Fortunately, the children knew what happened. But not anymore.

The cultic office of identity politics is the ugly sisters’ natural home. Indeed the cult would turn us all into ugly sisters: creatures confident in their own self-asserting ignorance and quite unable to identify what they don’t know. That’s why identity politics is so unimaginative, humourless and morally corrosive. It’s the politicisation of puritanism.

Anyway, endemic hypocrisy is the only way to protect the ugly sisters’ mythology. Personal truth sustained by passion is the only truth there is. The Jewish and Christian God, a source of dignity, must be replaced by Narcissus. Echo’s naive loveliness can offer no redemption. Identity politics can admit no error. That would expose the corrupted heart.

With no transcendent vision of the good, narcissism reigns supreme. Everyone is their own creator. Which is all identity politics has: my truth, your truth, which is no truth at all. The consequences are truly terrifying. For example, the scientific method must collapse into the puritanical authority of scientism, that unhappy fusion of myth with science now invading our education system.

There is no touchstone left to tell the difference.

The continuing ‘debate’ at the University of Auckland around the proposed changes to the Maori school curriculum is one example of that invasion. The proponents claim that:

“science has been used to support the dominance of Eurocentric views (among which, its use as a rationale for colonisation of Maori and the suppression of Maori knowledge): and the notion that science is a Western European invention is itself evidence of European dominance over Maori  and other Indigenous peoples.”

Such a ‘theology’ of knowledge can only be valid within the Church of Narcissus, the reborn fairy-tale god of identity politics.

Because identity politics depends on the self-creation of one’s dignity, it is by definition self-righteous. It has to be. Hypocrisy must be normative even though most people, alone in bed at night, know that the ideology of self-creation is a lie.
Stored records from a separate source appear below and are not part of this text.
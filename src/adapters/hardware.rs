//! Combined hardware adapter.
//!
//! The service takes one `hw` value satisfying all three actuator ports.
//! [`Hardware`] bundles the individual drivers and delegates, so the
//! firmware binary and the simulation can mix and match backends.

use crate::app::ports::{AudioPort, LightChannel, LightPort, SprayPort};

/// Actuator bundle: light strips + diffuser relay + audio player.
pub struct Hardware<L, S, A> {
    pub light: L,
    pub spray: S,
    pub audio: A,
}

impl<L: LightPort, S, A> LightPort for Hardware<L, S, A> {
    fn set_channel(&mut self, channel: LightChannel, percent: u8) {
        self.light.set_channel(channel, percent);
    }
}

impl<L, S: SprayPort, A> SprayPort for Hardware<L, S, A> {
    fn set_active(&mut self, on: bool) {
        self.spray.set_active(on);
    }
}

impl<L, S, A: AudioPort> AudioPort for Hardware<L, S, A> {
    fn play(&mut self, track: u8) {
        self.audio.play(track);
    }

    fn stop(&mut self) {
        self.audio.stop();
    }

    fn set_volume(&mut self, volume: u8) {
        self.audio.set_volume(volume);
    }

    fn is_ready(&self) -> bool {
        self.audio.is_ready()
    }
}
Cancel culture is a component essential to the survival of the cult of identity politics. The fragility of its foundation and authority must never be examined. One must learn to live by lies: on ‘the right side of history’.

The toys have commandeered the storyteller’s workshop.

With the most horrifying of tragic ironies, the rejected storyteller is the oppressor. Spiritual wisdom and the light it sheds on human dignity is of no consequence. That’s why it has been so easy for the government to ignore human rights in its imposition of vaccine passports. Dignity is a human construct.

For nearly a century now the storyteller has been under increasingly intense attack. In the psychological glow of self-esteem, every child in every classroom is encouraged to write his or her own story with self-believing confidence. Following the ugly sisters, they increasingly deify human passion.

The storyteller is the ugly sisters’ greatest enemy because he decides the nature of joy, who is in the story, what they should and shouldn’t do, what they should fear and what they should love. So of course, they hate the oppressor who would tell them who they really are.

The rising hostility of the cult of political identity towards Christianity, particularly the absolute claims of Jesus Christ, is not a coincidence. His absolute claim to be “the Way, The Truth and the Life” make Him, to the entrenched victimised self-proclaimer, the ugly sisters’ most hateful adjudicator.

Christ’s very history and existence deny what they claim to be. He does not assent to their political and theoretical morality around every ‘enlightened’ dinner table. And having been excluded from the Speaker’s Prayer in the New Zealand Parliament, he no longer hears it.

It’s a simple matter. Who’s the boss? God or me?